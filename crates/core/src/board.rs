//! Board module - manages the game grid
//!
//! The board is a 10x20 grid where each cell is empty or holds the kind of the
//! piece that was locked there. Storage is a flat row-major array, so the board
//! never allocates and its dimensions can never change.
//!
//! Coordinates: `(x, y)` where x ranges 0..9 (left to right) and y ranges 0..19
//! (top to bottom). Rows with `y < 0` lie above the visible board; shapes may
//! occupy them while spawning.

use crate::pieces::Shape;
use crate::types::{Cell, PieceKind, BOARD_HEIGHT, BOARD_WIDTH};

/// Total number of cells on the board
const BOARD_SIZE: usize = (BOARD_WIDTH as usize) * (BOARD_HEIGHT as usize);

const WIDTH: usize = BOARD_WIDTH as usize;

/// The game board - 10 columns x 20 rows using flat array storage
#[derive(Debug, Clone, PartialEq)]
pub struct Board {
    /// Flat array of cells, row-major order (y * WIDTH + x)
    cells: [Cell; BOARD_SIZE],
}

impl Board {
    /// Create a new empty board
    pub fn new() -> Self {
        Self {
            cells: [None; BOARD_SIZE],
        }
    }

    #[inline(always)]
    fn index(x: i8, y: i8) -> Option<usize> {
        if x < 0 || x >= BOARD_WIDTH as i8 || y < 0 || y >= BOARD_HEIGHT as i8 {
            return None;
        }
        Some((y as usize) * WIDTH + (x as usize))
    }

    pub fn width(&self) -> u8 {
        BOARD_WIDTH
    }

    pub fn height(&self) -> u8 {
        BOARD_HEIGHT
    }

    /// Get cell at position (x, y). Returns None if out of bounds.
    pub fn get(&self, x: i8, y: i8) -> Option<Cell> {
        Self::index(x, y).map(|idx| self.cells[idx])
    }

    /// Set cell at position (x, y). Returns false if out of bounds.
    pub fn set(&mut self, x: i8, y: i8, cell: Cell) -> bool {
        match Self::index(x, y) {
            Some(idx) => {
                self.cells[idx] = cell;
                true
            }
            None => false,
        }
    }

    /// Check if position is inside the board and filled
    pub fn is_occupied(&self, x: i8, y: i8) -> bool {
        matches!(self.get(x, y), Some(Some(_)))
    }

    /// Whether a single cell would be illegal for a piece.
    ///
    /// Horizontal bounds and the floor always apply. Rows above the board are
    /// exempt from the overlap check so pieces can spawn partially off the top.
    #[inline]
    pub fn blocks(&self, x: i8, y: i8) -> bool {
        if x < 0 || x >= BOARD_WIDTH as i8 || y >= BOARD_HEIGHT as i8 {
            return true;
        }
        y >= 0 && self.is_occupied(x, y)
    }

    /// True if any occupied cell of `shape` anchored at `(x, y)` is out of the
    /// horizontal bounds, below the floor, or overlaps a filled cell.
    pub fn collides(&self, shape: &Shape, x: i8, y: i8) -> bool {
        shape
            .cells()
            .iter()
            .any(|&(dx, dy)| self.blocks(x + dx, y + dy))
    }

    /// Write `kind` into every occupied cell of `shape` anchored at `(x, y)`.
    ///
    /// No validation: callers check [`Board::collides`] first. Cells above the
    /// board are dropped.
    pub fn place(&mut self, shape: &Shape, x: i8, y: i8, kind: PieceKind) {
        for (dx, dy) in shape.cells() {
            let (px, py) = (x + dx, y + dy);
            if py < 0 {
                continue;
            }
            debug_assert!(Self::index(px, py).is_some(), "placing outside the board");
            self.set(px, py, Some(kind));
        }
    }

    /// Check if a row is completely filled
    pub fn is_row_full(&self, y: usize) -> bool {
        if y >= BOARD_HEIGHT as usize {
            return false;
        }
        let start = y * WIDTH;
        self.cells[start..start + WIDTH].iter().all(|cell| cell.is_some())
    }

    /// Remove row `y`, shift every row above it down by one and insert an empty
    /// row at the top.
    fn remove_row(&mut self, y: usize) {
        // copy_within handles the overlapping ranges.
        self.cells.copy_within(0..y * WIDTH, WIDTH);
        self.cells[..WIDTH].fill(None);
    }

    /// Remove every full row and return how many were removed.
    ///
    /// Scans bottom to top. After a removal the same index is examined again,
    /// since the row that just shifted into it may also be full.
    pub fn clear_full_rows(&mut self) -> u32 {
        let mut cleared = 0;
        let mut y = BOARD_HEIGHT as usize;
        while y > 0 {
            if self.is_row_full(y - 1) {
                self.remove_row(y - 1);
                cleared += 1;
            } else {
                y -= 1;
            }
        }
        cleared
    }

    /// Get a reference to the internal cells array
    pub fn cells(&self) -> &[Cell] {
        &self.cells
    }

    /// Iterate rows from top to bottom.
    pub fn rows(&self) -> impl Iterator<Item = &[Cell]> {
        self.cells.chunks_exact(WIDTH)
    }

    /// Number of filled cells on the board.
    pub fn filled_count(&self) -> usize {
        self.cells.iter().filter(|c| c.is_some()).count()
    }

    /// Encode cells as snapshot tags (0 = empty).
    pub fn write_u8_grid(&self, out: &mut [[u8; BOARD_WIDTH as usize]; BOARD_HEIGHT as usize]) {
        for (dst, src) in out.iter_mut().zip(self.rows()) {
            for (d, s) in dst.iter_mut().zip(src) {
                *d = s.map_or(0, PieceKind::tag);
            }
        }
    }

    /// Build a board from text rows, top-aligned to the bottom of the board.
    ///
    /// `#` marks a filled cell (tagged as `I`), anything else is empty. Handy for
    /// setting up positions in tests and benches.
    pub fn from_ascii(rows: &[&str]) -> Self {
        let mut board = Self::new();
        let top = BOARD_HEIGHT as usize - rows.len().min(BOARD_HEIGHT as usize);
        for (i, row) in rows.iter().take(BOARD_HEIGHT as usize).enumerate() {
            for (x, ch) in row.chars().take(WIDTH).enumerate() {
                if ch == '#' {
                    board.set(x as i8, (top + i) as i8, Some(PieceKind::I));
                }
            }
        }
        board
    }
}

impl Default for Board {
    fn default() -> Self {
        Self::new()
    }
}

#[cfg(test)]
mod tests {
    use super::*;
    use crate::pieces::canonical_shape;

    #[test]
    fn test_board_index_calculation() {
        assert_eq!(Board::index(0, 0), Some(0));
        assert_eq!(Board::index(9, 0), Some(9));
        assert_eq!(Board::index(0, 1), Some(10));
        assert_eq!(Board::index(9, 19), Some(199));
        assert_eq!(Board::index(-1, 0), None);
        assert_eq!(Board::index(10, 0), None);
        assert_eq!(Board::index(0, 20), None);
    }

    #[test]
    fn rows_above_board_only_check_walls() {
        let board = Board::new();
        assert!(!board.blocks(0, -3));
        assert!(board.blocks(-1, -3));
        assert!(board.blocks(10, -1));
        assert!(board.blocks(0, 20));
    }

    #[test]
    fn place_drops_cells_above_the_board() {
        let mut board = Board::new();
        let o = canonical_shape(PieceKind::O);
        board.place(&o, 4, -1, PieceKind::O);
        assert_eq!(board.filled_count(), 2);
        assert!(board.is_occupied(4, 0));
        assert!(board.is_occupied(5, 0));
    }

    #[test]
    fn clear_rescans_after_shift() {
        // Two adjacent full rows with a partial row above them.
        let mut board = Board::from_ascii(&["#.........", "##########", "##########"]);
        assert_eq!(board.clear_full_rows(), 2);
        assert!(board.is_occupied(0, 19));
        assert_eq!(board.filled_count(), 1);
    }

    #[test]
    fn write_u8_grid_uses_piece_tags() {
        let mut board = Board::new();
        board.set(2, 19, Some(PieceKind::L));
        let mut grid = [[0u8; BOARD_WIDTH as usize]; BOARD_HEIGHT as usize];
        board.write_u8_grid(&mut grid);
        assert_eq!(grid[19][2], PieceKind::L.tag());
        assert_eq!(grid[0][0], 0);
    }
}
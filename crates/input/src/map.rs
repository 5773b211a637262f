//! Key mapping from terminal events to game commands.

use crate::types::{Command, Phase};
use crossterm::event::{KeyCode, KeyEvent, KeyEventKind, KeyModifiers};

/// Map keyboard input to a command for a game currently in `phase`.
///
/// Key releases are ignored, so terminals that report them don't double every move.
pub fn handle_key_event(key: KeyEvent, phase: Phase) -> Option<Command> {
    if key.kind == KeyEventKind::Release || key.modifiers.contains(KeyModifiers::CONTROL) {
        return None;
    }
    match key.code {
        // Movement
        KeyCode::Left | KeyCode::Char('h') | KeyCode::Char('H') | KeyCode::Char('a') | KeyCode::Char('A') => {
            Some(Command::MoveLeft)
        }
        KeyCode::Right | KeyCode::Char('l') | KeyCode::Char('L') | KeyCode::Char('d') | KeyCode::Char('D') => {
            Some(Command::MoveRight)
        }
        KeyCode::Down | KeyCode::Char('j') | KeyCode::Char('J') | KeyCode::Char('s') | KeyCode::Char('S') => {
            Some(Command::MoveDown)
        }

        // Rotation
        KeyCode::Up
        | KeyCode::Char('k')
        | KeyCode::Char('K')
        | KeyCode::Char('w')
        | KeyCode::Char('W') => Some(Command::Rotate),

        KeyCode::Char(' ') => Some(Command::HardDrop),

        // Lifecycle
        KeyCode::Char('p') | KeyCode::Char('P') | KeyCode::Esc => match phase {
            Phase::Running => Some(Command::Pause),
            Phase::Paused => Some(Command::Resume),
            Phase::Ready | Phase::GameOver => None,
        },
        KeyCode::Enter => match phase {
            Phase::Ready => Some(Command::Start),
            Phase::Paused => Some(Command::Resume),
            Phase::Running | Phase::GameOver => None,
        },
        KeyCode::Char('r') | KeyCode::Char('R') => Some(Command::Reset),

        _ => None,
    }
}

/// Check if key should quit the game.
pub fn should_quit(key: KeyEvent) -> bool {
    matches!(key.code, KeyCode::Char('q') | KeyCode::Char('Q'))
        || (key.code == KeyCode::Char('c') && key.modifiers.contains(KeyModifiers::CONTROL))
}
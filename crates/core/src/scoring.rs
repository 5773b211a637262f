//! Scoring module - line-clear points, level derivation and the gravity curve
//!
//! - Points: `LINE_SCORES[lines] * level * multiplier`, floored.
//! - Level: `cumulative_lines / lines_per_level + 1`.
//! - Gravity: `max(floor, base - (level - 1) * decrease)`.

use crate::types::{DifficultyConfig, DROP_INTERVAL_FLOOR_MS, LINE_SCORES};

/// Points awarded for one placement.
///
/// `lines` outside 0..=4 scores nothing; a single placement spans at most
/// four rows.
pub fn line_clear_score(lines: u32, level: u32, config: &DifficultyConfig) -> u32 {
    let Some(&base) = LINE_SCORES.get(lines as usize) else {
        return 0;
    };
    let raw = base as u64 * level as u64 * config.multiplier_numerator as u64;
    let den = config.multiplier_denominator.max(1) as u64;
    // Integer division floors, matching the classic rules for fractional multipliers.
    (raw / den).min(u32::MAX as u64) as u32
}

/// Level for a cumulative line count (levels start at 1).
pub fn level_for_lines(total_lines: u32, config: &DifficultyConfig) -> u32 {
    total_lines / config.lines_per_level.max(1) + 1
}

/// Gravity interval for a level, clamped at [`DROP_INTERVAL_FLOOR_MS`].
pub fn drop_interval_ms(level: u32, config: &DifficultyConfig) -> u32 {
    let speedup = level
        .saturating_sub(1)
        .saturating_mul(config.interval_decrease_per_level_ms);
    config
        .base_interval_ms
        .saturating_sub(speedup)
        .max(DROP_INTERVAL_FLOOR_MS)
}

#[cfg(test)]
mod tests {
    use super::*;
    use crate::types::Difficulty;

    #[test]
    fn test_classic_line_scores_on_easy() {
        let easy = Difficulty::Easy.config();
        assert_eq!(line_clear_score(0, 1, &easy), 0);
        assert_eq!(line_clear_score(1, 1, &easy), 40);
        assert_eq!(line_clear_score(2, 1, &easy), 100);
        assert_eq!(line_clear_score(3, 1, &easy), 300);
        assert_eq!(line_clear_score(4, 1, &easy), 1200);

        assert_eq!(line_clear_score(4, 5, &easy), 1200 * 5);
        assert_eq!(line_clear_score(5, 1, &easy), 0);
    }

    #[test]
    fn test_fractional_multiplier_floors() {
        let medium = Difficulty::Medium.config();
        // 40 * 1 * 1.5 = 60
        assert_eq!(line_clear_score(1, 1, &medium), 60);
        // 40 * 3 * 1.5 = 180
        assert_eq!(line_clear_score(1, 3, &medium), 180);
        // 100 * 1 * 1.5 = 150; 300 * 1 * 1.5 = 450
        assert_eq!(line_clear_score(2, 1, &medium), 150);
        assert_eq!(line_clear_score(3, 1, &medium), 450);

        let odd = DifficultyConfig {
            multiplier_numerator: 4,
            multiplier_denominator: 3,
            ..medium
        };
        // 40 * 4 / 3 = 53.33 -> 53
        assert_eq!(line_clear_score(1, 1, &odd), 53);
    }

    #[test]
    fn test_hard_doubles() {
        let hard = Difficulty::Hard.config();
        assert_eq!(line_clear_score(4, 2, &hard), 1200 * 2 * 2);
    }

    #[test]
    fn test_level_calculation() {
        let easy = Difficulty::Easy.config();
        assert_eq!(level_for_lines(0, &easy), 1);
        assert_eq!(level_for_lines(9, &easy), 1);
        assert_eq!(level_for_lines(10, &easy), 2);
        assert_eq!(level_for_lines(29, &easy), 3);

        let hard = Difficulty::Hard.config();
        assert_eq!(level_for_lines(6, &hard), 2);
        assert_eq!(level_for_lines(12, &hard), 3);
    }

    #[test]
    fn test_drop_intervals() {
        let easy = Difficulty::Easy.config();
        assert_eq!(drop_interval_ms(1, &easy), 800);
        assert_eq!(drop_interval_ms(2, &easy), 750);
        assert_eq!(drop_interval_ms(15, &easy), 100);
        assert_eq!(drop_interval_ms(16, &easy), 50);
        assert_eq!(drop_interval_ms(100, &easy), 50);

        let hard = Difficulty::Hard.config();
        assert_eq!(drop_interval_ms(1, &hard), 300);
        assert_eq!(drop_interval_ms(6, &hard), 50);
        assert_eq!(drop_interval_ms(u32::MAX, &hard), 50);
    }
}
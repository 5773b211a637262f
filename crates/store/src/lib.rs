//! Durable best-score lists keyed by difficulty.
//!
//! ```no_run
//! use blockfall_store::{ScoreEntry, ScoreStore};
//! use blockfall_types::Difficulty;
//!
//! let store = ScoreStore::open_default()?;
//! store.record(Difficulty::Medium, ScoreEntry::new(1800, 4, 27))?;
//! let best = store.load()?.best(Difficulty::Medium);
//! # Ok::<(), blockfall_store::StoreError>(())
//! ```

pub mod error;
pub mod file;
pub mod high_scores;

pub use error::{Result, StoreError};
pub use file::ScoreStore;
pub use high_scores::{HighScores, ScoreEntry};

════════════════

● **PROBLEM DESCRIPTION**: Restate the records above verbatim up to and including the line containing "pub struct Board".

● **SOLUTION FOR THIS PROBLEM**:
filename crates/core/src/board.rs
//! Board module - manages the game grid
//!
//! The board is a 10x20 grid where each cell is empty or holds the kind of the
//! piece that was locked there. Storage is a flat row-major array, so the board
//! never allocates and its dimensions can never change.
//!
//! Coordinates: `(x, y)` where x ranges 0..9 (left to right) and y ranges 0..19
//! (top to bottom). Rows with `y < 0` lie above the visible board; shapes may
//! occupy them while spawning.

use crate::pieces::Shape;
use crate::types::{Cell, PieceKind, BOARD_HEIGHT, BOARD_WIDTH};

/// Total number of cells on the board
const BOARD_SIZE: usize = (BOARD_WIDTH as usize) * (BOARD_HEIGHT as usize);

const WIDTH: usize = BOARD_WIDTH as usize;

/// The game board - 10 columns x 20 rows using flat array storage
#[derive(Debug, Clone, PartialEq)]
pub struct Board {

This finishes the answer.